Recently New York Times op-ed columnist Charles Blow wrote “In Honor of Teachers” because he believes too many educators are unfairly maligned. A few days later, the paper’s education blog had a post “What Teacher Would You Like to Thank?” Serendipity strikes again, I mused, since I recently had written about my concerns that our culture is losing a sense of gratitude. I also found myself trying to answer the question.
The late Fred Frank, my advisor at Allegheny College, tops the list. I decided to become an English major while taking one of his intro level courses, and three years later he sponsored my thesis. During my junior year, I took Prof. Frank’s seminar on Gothic Literature. I had no real interest in the topic…but he was the professor. The first day he showed up as a headless spirit, which captures why I loved him as a teacher: the incredible passion for his subject and how that infused his teaching. My thesis topic ended up growing out of a small piece of that course, but in a way that followed my own interest in more contemporary literature. During my thesis, Prof. Frank allowed—actually encouraged—me to dive head-first into any rabbit hole I discovered. Some worked and some didn’t. What stuck more than anything was the faith he showed in my emerging intellectualism. During the thesis time he also asked me to teach his seminar one day, the first time I ever really taught a class. But the real highlight of my relationship with Prof. Frank came right after I passed my oral defense. For the first time, he called me not Crotty, but Mark. I felt I had graduated.

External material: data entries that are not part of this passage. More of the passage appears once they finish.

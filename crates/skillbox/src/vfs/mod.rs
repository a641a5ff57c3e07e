//! Virtual filesystem rooted at a configurable directory.
//!
//! This module provides:
//! - [`Vfs`] - Path mapping and confinement over a storage backend
//! - [`Storage`] - Raw I/O backend trait with [`DiskStorage`] and [`MemoryStorage`]
//! - [`path`] - Virtual path normalization helpers
//!
//! Every virtual path goes through [`Vfs::resolve`] before touching storage,
//! and `resolve` is the only function that maps virtual paths to real ones.

pub mod path;
mod storage;

use std::fmt;
use std::io;
use std::path::{Path, PathBuf};
use std::sync::Arc;

use thiserror::Error;

pub use storage::{DirEntry, DiskStorage, MemoryStorage, Metadata, Storage};

/// Errors from virtual filesystem operations.
#[derive(Debug, Error)]
pub enum FsError {
    /// The path would resolve outside the filesystem root.
    #[error("path escapes sandbox root: {0}")]
    PathEscape(String),
    /// The path is malformed.
    #[error("invalid path: {0}")]
    InvalidPath(String),
    /// No file or directory at this path.
    #[error("{0}: No such file or directory")]
    NotFound(String),
    /// A path component is not a directory.
    #[error("{0}: Not a directory")]
    NotADirectory(String),
    /// Expected a file but found a directory.
    #[error("{0}: Is a directory")]
    IsADirectory(String),
    /// Directory still has entries.
    #[error("{0}: Directory not empty")]
    DirectoryNotEmpty(String),
    /// Any other I/O failure.
    #[error("{path}: {source}")]
    Io {
        /// Virtual path being accessed.
        path: String,
        /// Underlying error.
        #[source]
        source: io::Error,
    },
}

impl FsError {
    /// Classify an I/O error for the given virtual path.
    pub fn from_io(path: impl Into<String>, err: io::Error) -> Self {
        let path = path.into();
        match err.kind() {
            io::ErrorKind::NotFound => FsError::NotFound(path),
            io::ErrorKind::NotADirectory => FsError::NotADirectory(path),
            io::ErrorKind::IsADirectory => FsError::IsADirectory(path),
            io::ErrorKind::DirectoryNotEmpty => FsError::DirectoryNotEmpty(path),
            _ => FsError::Io { path, source: err },
        }
    }

    /// Returns true for path confinement violations.
    pub fn is_escape(&self) -> bool {
        matches!(self, FsError::PathEscape(_))
    }
}

/// Result alias for filesystem operations.
pub type FsResult<T> = Result<T, FsError>;

/// A filesystem tree rooted at a real directory.
///
/// Cloning is cheap; clones share the same storage.
#[derive(Clone)]
pub struct Vfs {
    /// Outermost real root; scoped views keep their parent's.
    base: PathBuf,
    root: PathBuf,
    storage: Arc<dyn Storage>,
}

impl fmt::Debug for Vfs {
    fn fmt(&self, f: &mut fmt::Formatter<'_>) -> fmt::Result {
        f.debug_struct("Vfs")
            .field("base", &self.base)
            .field("root", &self.root)
            .field("storage", &self.storage)
            .finish()
    }
}

impl Vfs {
    /// Create a disk-backed filesystem rooted at `root`.
    pub fn new(root: impl Into<PathBuf>) -> Self {
        Self::with_storage(root, Arc::new(DiskStorage::new()))
    }

    /// Create an in-memory filesystem.
    pub fn in_memory() -> Self {
        Self::with_storage("/", Arc::new(MemoryStorage::new()))
    }

    /// Create a filesystem over a custom storage backend.
    pub fn with_storage(root: impl Into<PathBuf>, storage: Arc<dyn Storage>) -> Self {
        let root = root.into();
        Self {
            base: root.clone(),
            root,
            storage,
        }
    }

    /// The real root directory.
    pub fn root(&self) -> &Path {
        &self.root
    }

    /// Map a virtual path to its real path under the root.
    ///
    /// Strips the leading `/`, folds `.` and `..`, and fails with
    /// [`FsError::PathEscape`] if the result would leave the root.
    pub fn resolve(&self, virtual_path: &str) -> FsResult<PathBuf> {
        let parts = path::components(virtual_path)?;
        let mut real = self.root.clone();
        real.extend(parts);
        Ok(real)
    }

    /// Resolve a virtual path for an actual storage access.
    ///
    /// On top of [`resolve`](Self::resolve), every existing component below
    /// the outermost root must not be a symbolic link, since storage follows
    /// links and a link could point anywhere on the host.
    async fn locate(&self, virtual_path: &str) -> FsResult<PathBuf> {
        let real = self.resolve(virtual_path)?;
        let rel = real
            .strip_prefix(&self.base)
            .map_err(|_| FsError::PathEscape(virtual_path.to_string()))?;

        let mut current = self.base.clone();
        for component in rel.components() {
            current.push(component);
            match self.storage.is_symlink(&current).await {
                Ok(true) => return Err(FsError::PathEscape(virtual_path.to_string())),
                Ok(false) => {}
                // Nothing below a missing component exists to redirect.
                Err(_) => break,
            }
        }
        Ok(real)
    }

    /// Map a real path under the root back to its virtual form.
    pub fn to_virtual(&self, real: &Path) -> FsResult<String> {
        let rel = real
            .strip_prefix(&self.root)
            .map_err(|_| FsError::PathEscape(real.display().to_string()))?;
        let joined: Vec<String> = rel
            .components()
            .map(|c| c.as_os_str().to_string_lossy().into_owned())
            .collect();
        path::normalize(&joined.join("/"))
    }

    /// A view of this filesystem whose root is the virtual directory `prefix`.
    pub fn scoped(&self, prefix: &str) -> FsResult<Vfs> {
        Ok(Vfs {
            base: self.base.clone(),
            root: self.resolve(prefix)?,
            storage: Arc::clone(&self.storage),
        })
    }

    /// Read an entire file.
    pub async fn read_file(&self, virtual_path: &str) -> FsResult<Vec<u8>> {
        let real = self.locate(virtual_path).await?;
        self.storage
            .read(&real)
            .await
            .map_err(|e| FsError::from_io(virtual_path, e))
    }

    /// Write a file, creating intermediate directories as needed.
    pub async fn write_file(&self, virtual_path: &str, data: &[u8]) -> FsResult<()> {
        let real = self.locate(virtual_path).await?;
        self.storage
            .write(&real, data)
            .await
            .map_err(|e| FsError::from_io(virtual_path, e))
    }

    /// Append to a file, creating it if needed.
    pub async fn append_file(&self, virtual_path: &str, data: &[u8]) -> FsResult<()> {
        let real = self.locate(virtual_path).await?;
        self.storage
            .append(&real, data)
            .await
            .map_err(|e| FsError::from_io(virtual_path, e))
    }

    /// Whether a file or directory exists.
    ///
    /// Paths that escape the root are still an error, not `false`.
    pub async fn exists(&self, virtual_path: &str) -> FsResult<bool> {
        match self.stat(virtual_path).await {
            Ok(_) => Ok(true),
            Err(FsError::NotFound(_) | FsError::NotADirectory(_)) => Ok(false),
            Err(e) => Err(e),
        }
    }

    /// Get metadata for a path.
    pub async fn stat(&self, virtual_path: &str) -> FsResult<Metadata> {
        let real = self.locate(virtual_path).await?;
        self.storage
            .stat(&real)
            .await
            .map_err(|e| FsError::from_io(virtual_path, e))
    }

    /// List a directory, sorted by name.
    pub async fn list(&self, virtual_path: &str) -> FsResult<Vec<DirEntry>> {
        let real = self.locate(virtual_path).await?;
        let mut entries = self
            .storage
            .list(&real)
            .await
            .map_err(|e| FsError::from_io(virtual_path, e))?;
        entries.sort_by(|a, b| a.name.cmp(&b.name));
        Ok(entries)
    }

    /// Create a directory and its missing ancestors.
    pub async fn mkdir_all(&self, virtual_path: &str) -> FsResult<()> {
        let real = self.locate(virtual_path).await?;
        self.storage
            .mkdir_all(&real)
            .await
            .map_err(|e| FsError::from_io(virtual_path, e))
    }

    /// Remove a file or directory.
    pub async fn remove(&self, virtual_path: &str, recursive: bool) -> FsResult<()> {
        let real = self.locate(virtual_path).await?;
        if real == self.root {
            return Err(FsError::Io {
                path: virtual_path.to_string(),
                source: io::Error::new(io::ErrorKind::PermissionDenied, "cannot remove root"),
            });
        }
        self.storage
            .remove(&real, recursive)
            .await
            .map_err(|e| FsError::from_io(virtual_path, e))
    }

    /// Move a file or directory.
    pub async fn rename(&self, from: &str, to: &str) -> FsResult<()> {
        let real_from = self.locate(from).await?;
        let real_to = self.locate(to).await?;
        self.storage
            .rename(&real_from, &real_to)
            .await
            .map_err(|e| FsError::from_io(from, e))
    }
}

In high school my sophomore English teacher was Brendan Loonam. We were a motley crew: grinds, nerds, jocks, druggies, loners…and a teacher unlike any I’d ever experienced before or since. I’m not sure exactly how Mr. Loonam did it, but he created a dynamic in that classroom which made us all practically pant in anticipation of what we might think about on any given day. He prodded and poked; he asked giant questions; he was contradictory and contrary; he told us things maybe he shouldn’t have. More than anything he made it matter. In his class I discovered Shakespeare and Springsteen, and I learned to think about how and why both speak to us on multiple levels. My friend Rick and I used to look forward to the days Mr. Loonam had hall duty at lunch. We’d sneak past the other proctors, who would have insisted on seeing our non-existent hall passes, so we could visit with him.
I feel very fortunate to have had two teachers like this in my life. However, it also saddens me a bit that I feel there is a wide gulf between these two and what I recall about the rest of my educational experience. Much of that is simply because I was the type of kid for whom school didn’t work very well, although I did fine and wasn’t any sort of problem. It’s not that I had many bad teachers; in fact, several were quite good in many ways. I don’t question their dedication. I truly am grateful for what they gave me in terms of basic skills and knowledge. But they weren’t passionate and inspiring; they gave me no sense of wanting to be like them in certain ways. Prof. Frank and Mr. Loonam did that. More importantly, they helped me begin to envision a better version of myself.
I know I never properly thanked Mr. Loonam. Sadly, he left the school at the end of that year. No one knew if he resigned or was fired; we all had our romantic versions of what happened. I like to imagine him standing up for some noble reason. know he ended up tending bar after that, and I hope he eventually went back to teaching. (I Googled his name and saw a link to a Facebook page for a teacher in New Jersey.) If he’s still alive, perhaps he’ll get on-line someday, do a little ego surfing, and stumble upon this blog post. I draw some solace from my often mentioning him when I give presentations on different educational topics.
I’m proud to say that a couple years into my teaching career, I wrote Prof. Frank a long letter in which I tried to articulate his influence on me. I probably failed miserably, in that it was still too soon. I know I talked about my teaching and things I had picked up from him in that arena. At that time, however, I could have no idea how the larger lessons would resonate almost thirty years later. Still, I know he appreciated the effort. I had signed the letter “Crotty.” His reply began with “Dear Mark.”
What teacher would you thank? What would you say?